## About this exercise
Without omitting anything, write out the listing below precisely.

## Source data

|---|

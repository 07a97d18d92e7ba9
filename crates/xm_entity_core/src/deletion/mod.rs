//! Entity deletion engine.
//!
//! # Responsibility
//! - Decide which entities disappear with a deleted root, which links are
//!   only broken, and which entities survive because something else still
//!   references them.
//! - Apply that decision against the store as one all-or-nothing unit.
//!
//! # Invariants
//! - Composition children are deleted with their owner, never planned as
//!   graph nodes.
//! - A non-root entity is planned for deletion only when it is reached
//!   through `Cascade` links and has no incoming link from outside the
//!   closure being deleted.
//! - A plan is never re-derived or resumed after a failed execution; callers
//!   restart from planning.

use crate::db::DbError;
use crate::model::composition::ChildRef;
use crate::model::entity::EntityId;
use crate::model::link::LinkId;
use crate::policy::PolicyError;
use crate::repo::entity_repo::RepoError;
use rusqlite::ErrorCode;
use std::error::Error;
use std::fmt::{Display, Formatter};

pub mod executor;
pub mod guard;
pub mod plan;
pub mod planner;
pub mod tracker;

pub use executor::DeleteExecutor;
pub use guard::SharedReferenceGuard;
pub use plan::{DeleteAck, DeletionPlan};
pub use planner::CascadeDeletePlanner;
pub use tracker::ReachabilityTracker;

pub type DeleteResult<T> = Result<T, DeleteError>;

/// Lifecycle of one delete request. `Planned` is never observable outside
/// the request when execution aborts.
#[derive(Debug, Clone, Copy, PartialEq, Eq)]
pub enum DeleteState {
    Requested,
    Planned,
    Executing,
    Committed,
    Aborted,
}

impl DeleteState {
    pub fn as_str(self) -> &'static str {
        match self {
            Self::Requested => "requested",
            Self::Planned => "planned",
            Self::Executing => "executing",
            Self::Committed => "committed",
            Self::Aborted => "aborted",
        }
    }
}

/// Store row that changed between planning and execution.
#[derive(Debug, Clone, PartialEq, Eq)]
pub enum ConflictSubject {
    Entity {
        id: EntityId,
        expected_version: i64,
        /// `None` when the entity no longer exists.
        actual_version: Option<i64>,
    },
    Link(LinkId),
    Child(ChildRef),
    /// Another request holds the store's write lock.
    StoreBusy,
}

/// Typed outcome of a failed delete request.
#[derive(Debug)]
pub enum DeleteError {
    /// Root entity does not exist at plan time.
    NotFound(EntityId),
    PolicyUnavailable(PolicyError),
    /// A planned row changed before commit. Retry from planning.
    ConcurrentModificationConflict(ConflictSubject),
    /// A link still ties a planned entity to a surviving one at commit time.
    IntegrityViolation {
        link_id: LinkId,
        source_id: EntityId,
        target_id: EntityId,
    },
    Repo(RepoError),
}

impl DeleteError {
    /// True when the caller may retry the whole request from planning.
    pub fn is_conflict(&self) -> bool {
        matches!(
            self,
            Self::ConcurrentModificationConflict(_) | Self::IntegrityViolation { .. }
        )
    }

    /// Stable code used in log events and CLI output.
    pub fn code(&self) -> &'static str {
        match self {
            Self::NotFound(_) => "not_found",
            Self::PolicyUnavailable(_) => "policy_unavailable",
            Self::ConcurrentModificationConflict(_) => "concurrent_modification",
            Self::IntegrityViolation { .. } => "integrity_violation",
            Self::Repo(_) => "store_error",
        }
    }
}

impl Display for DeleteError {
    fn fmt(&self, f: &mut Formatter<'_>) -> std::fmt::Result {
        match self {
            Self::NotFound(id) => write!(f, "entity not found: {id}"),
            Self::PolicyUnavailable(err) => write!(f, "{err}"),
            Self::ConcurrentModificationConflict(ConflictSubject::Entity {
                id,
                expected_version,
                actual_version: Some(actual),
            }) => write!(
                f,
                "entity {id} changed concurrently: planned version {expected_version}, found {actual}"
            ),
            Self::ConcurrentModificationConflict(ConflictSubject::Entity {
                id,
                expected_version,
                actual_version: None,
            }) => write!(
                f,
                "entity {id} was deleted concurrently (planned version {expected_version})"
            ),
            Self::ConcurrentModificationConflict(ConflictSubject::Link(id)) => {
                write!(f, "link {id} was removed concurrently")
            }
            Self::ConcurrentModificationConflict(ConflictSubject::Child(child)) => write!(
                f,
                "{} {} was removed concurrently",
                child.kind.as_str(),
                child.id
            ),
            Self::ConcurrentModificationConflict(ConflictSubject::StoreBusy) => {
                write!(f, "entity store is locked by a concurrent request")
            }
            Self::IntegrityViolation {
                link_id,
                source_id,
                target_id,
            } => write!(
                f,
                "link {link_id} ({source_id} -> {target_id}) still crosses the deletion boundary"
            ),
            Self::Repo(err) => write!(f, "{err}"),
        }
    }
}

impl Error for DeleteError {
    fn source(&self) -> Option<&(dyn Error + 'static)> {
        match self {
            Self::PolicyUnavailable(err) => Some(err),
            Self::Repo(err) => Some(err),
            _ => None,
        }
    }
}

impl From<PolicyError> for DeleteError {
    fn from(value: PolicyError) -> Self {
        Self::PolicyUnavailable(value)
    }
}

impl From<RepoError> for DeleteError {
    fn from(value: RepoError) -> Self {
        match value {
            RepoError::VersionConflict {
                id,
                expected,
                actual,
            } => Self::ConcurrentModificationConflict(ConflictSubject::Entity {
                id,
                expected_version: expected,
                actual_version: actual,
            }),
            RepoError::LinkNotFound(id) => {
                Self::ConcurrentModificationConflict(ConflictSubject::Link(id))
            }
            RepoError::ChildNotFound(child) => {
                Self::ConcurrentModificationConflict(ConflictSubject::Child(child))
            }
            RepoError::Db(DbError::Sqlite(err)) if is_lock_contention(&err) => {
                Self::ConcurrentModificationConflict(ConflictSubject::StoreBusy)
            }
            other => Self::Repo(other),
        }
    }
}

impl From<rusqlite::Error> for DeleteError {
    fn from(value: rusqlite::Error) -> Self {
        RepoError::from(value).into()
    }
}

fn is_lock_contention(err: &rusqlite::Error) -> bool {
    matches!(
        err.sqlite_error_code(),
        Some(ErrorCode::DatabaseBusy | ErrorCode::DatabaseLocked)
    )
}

|---|

## Written answer
repository 07a97d18d92e7ba9
filename crates/xm_entity_core/src/deletion/mod.rs
//! Entity deletion engine.
//!
//! # Responsibility
//! - Decide which entities disappear with a deleted root, which links are
//!   only broken, and which entities survive because something else still
//!   references them.
//! - Apply that decision against the store as one all-or-nothing unit.
//!
//! # Invariants
//! - Composition children are deleted with their owner, never planned as
//!   graph nodes.
//! - A non-root entity is planned for deletion only when it is reached
//!   through `Cascade` links and has no incoming link from outside the
//!   closure being deleted.
//! - A plan is never re-derived or resumed after a failed execution; callers
//!   restart from planning.

use crate::db::DbError;
use crate::model::composition::ChildRef;
use crate::model::entity::EntityId;
use crate::model::link::LinkId;
use crate::policy::PolicyError;
use crate::repo::entity_repo::RepoError;
use rusqlite::ErrorCode;
use std::error::Error;
use std::fmt::{Display, Formatter};

pub mod executor;
pub mod guard;
pub mod plan;
pub mod planner;
pub mod tracker;

pub use executor::DeleteExecutor;
pub use guard::SharedReferenceGuard;
pub use plan::{DeleteAck, DeletionPlan};
pub use planner::CascadeDeletePlanner;
pub use tracker::ReachabilityTracker;

pub type DeleteResult<T> = Result<T, DeleteError>;

/// Lifecycle of one delete request. `Planned` is never observable outside
/// the request when execution aborts.
#[derive(Debug, Clone, Copy, PartialEq, Eq)]
pub enum DeleteState {
    Requested,
    Planned,
    Executing,
    Committed,
    Aborted,
}

impl DeleteState {
    pub fn as_str(self) -> &'static str {
        match self {
            Self::Requested => "requested",
            Self::Planned => "planned",
            Self::Executing => "executing",
            Self::Committed => "committed",
            Self::Aborted => "aborted",
        }
    }
}

/// Store row that changed between planning and execution.
#[derive(Debug, Clone, PartialEq, Eq)]
pub enum ConflictSubject {
    Entity {
        id: EntityId,
        expected_version: i64,
        /// `None` when the entity no longer exists.
        actual_version: Option<i64>,
    },
    Link(LinkId),
    Child(ChildRef),
    /// Another request holds the store's write lock.
    StoreBusy,
}

/// Typed outcome of a failed delete request.
#[derive(Debug)]
pub enum DeleteError {
    /// Root entity does not exist at plan time.
    NotFound(EntityId),
    PolicyUnavailable(PolicyError),
    /// A planned row changed before commit. Retry from planning.
    ConcurrentModificationConflict(ConflictSubject),
    /// A link still ties a planned entity to a surviving one at commit time.
    IntegrityViolation {
        link_id: LinkId,
        source_id: EntityId,
        target_id: EntityId,
    },
    Repo(RepoError),
}

impl DeleteError {
    /// True when the caller may retry the whole request from planning.
    pub fn is_conflict(&self) -> bool {
        matches!(
            self,
            Self::ConcurrentModificationConflict(_) | Self::IntegrityViolation { .. }
        )
    }

    /// Stable code used in log events and CLI output.
    pub fn code(&self) -> &'static str {
        match self {
            Self::NotFound(_) => "not_found",
            Self::PolicyUnavailable(_) => "policy_unavailable",
            Self::ConcurrentModificationConflict(_) => "concurrent_modification",
            Self::IntegrityViolation { .. } => "integrity_violation",
            Self::Repo(_) => "store_error",
        }
    }
}

impl Display for DeleteError {
    fn fmt(&self, f: &mut Formatter<'_>) -> std::fmt::Result {
        match self {
            Self::NotFound(id) => write!(f, "entity not found: {id}"),
            Self::PolicyUnavailable(err) => write!(f, "{err}"),
            Self::ConcurrentModificationConflict(ConflictSubject::Entity {
                id,
                expected_version,
                actual_version: Some(actual),
            }) => write!(
                f,
                "entity {id} changed concurrently: planned version {expected_version}, found {actual}"
            ),
            Self::ConcurrentModificationConflict(ConflictSubject::Entity {
                id,
                expected_version,
                actual_version: None,
            }) => write!(
                f,
                "entity {id} was deleted concurrently (planned version {expected_version})"
            ),
            Self::ConcurrentModificationConflict(ConflictSubject::Link(id)) => {
                write!(f, "link {id} was removed concurrently")
            }
            Self::ConcurrentModificationConflict(ConflictSubject::Child(child)) => write!(
                f,
                "{} {} was removed concurrently",
                child.kind.as_str(),
                child.id
            ),
            Self::ConcurrentModificationConflict(ConflictSubject::StoreBusy) => {
                write!(f, "entity store is locked by a concurrent request")
            }
            Self::IntegrityViolation {
                link_id,
                source_id,
                target_id,
            } => write!(
                f,
                "link {link_id} ({source_id} -> {target_id}) still crosses the deletion boundary"
            ),
            Self::Repo(err) => write!(f, "{err}"),
        }
    }
}

impl Error for DeleteError {
    fn source(&self) -> Option<&(dyn Error + 'static)> {
        match self {
            Self::PolicyUnavailable(err) => Some(err),
            Self::Repo(err) => Some(err),
            _ => None,
        }
    }
}

impl From<PolicyError> for DeleteError {
    fn from(value: PolicyError) -> Self {
        Self::PolicyUnavailable(value)
    }
}

impl From<RepoError> for DeleteError {
    fn from(value: RepoError) -> Self {
        match value {
            RepoError::VersionConflict {
                id,
                expected,
                actual,
            } => Self::ConcurrentModificationConflict(ConflictSubject::Entity {
                id,
                expected_version: expected,
                actual_version: actual,
            }),
            RepoError::LinkNotFound(id) => {
                Self::ConcurrentModificationConflict(ConflictSubject::Link(id))
            }
            RepoError::ChildNotFound(child) => {
                Self::ConcurrentModificationConflict(ConflictSubject::Child(child))
            }
            RepoError::Db(DbError::Sqlite(err)) if is_lock_contention(&err) => {
                Self::ConcurrentModificationConflict(ConflictSubject::StoreBusy)
            }
            other => Self::Repo(other),
        }
    }
}

impl From<rusqlite::Error> for DeleteError {
    fn from(value: rusqlite::Error) -> Self {
        RepoError::from(value).into()
    }
}

fn is_lock_contention(err: &rusqlite::Error) -> bool {
    matches!(
        err.sqlite_error_code(),
        Some(ErrorCode::DatabaseBusy | ErrorCode::DatabaseLocked)
    )
}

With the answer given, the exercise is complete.